- _YOUR ASSIGNMENT_: Examine each line of the data. Copy those that contain the string "Instance".
#### DATASET RECORDS
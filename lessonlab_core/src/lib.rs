//! LessonLab Core - module contract, fault injection and lesson models
//!
//! This library holds everything that runs inside one simulation tick:
//! 1. **Contract**: [`Machine`] (typed, what a lesson author writes) and
//!    [`Module`] (object-safe, what the engine mounts), joined by [`Instance`]
//! 2. **Faults and controls**: named [`ActionTable`]s dispatched by name
//! 3. **Observation**: the tagged [`Snapshot`] and the bounded [`EventLog`]
//! 4. **Lessons**: the concrete state machines under [`modules`], listed by
//!    the [`Registry`]

pub mod action;
pub mod event_log;
pub mod journal;
pub mod module;
pub mod modules;
pub mod registry;
pub mod snapshot;

// Re-export key types for convenience
pub use action::{ActionCx, ActionKind, ActionSpec, ActionTable};
pub use event_log::{EventLog, DEFAULT_LOG_CAPACITY};
pub use journal::{derive_rng, Journal, StepCx};
pub use module::{Instance, Machine, Module, ModuleDescriptor, ModuleError};
pub use registry::{ModuleFactory, ModuleSummary, Registry};
pub use snapshot::Snapshot;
########
- _OUTPUT OF THE EXERCISE_:
//!    [`Module`] (object-safe, what the engine mounts), joined by [`Instance`]
pub use module::{Instance, Machine, Module, ModuleDescriptor, ModuleError};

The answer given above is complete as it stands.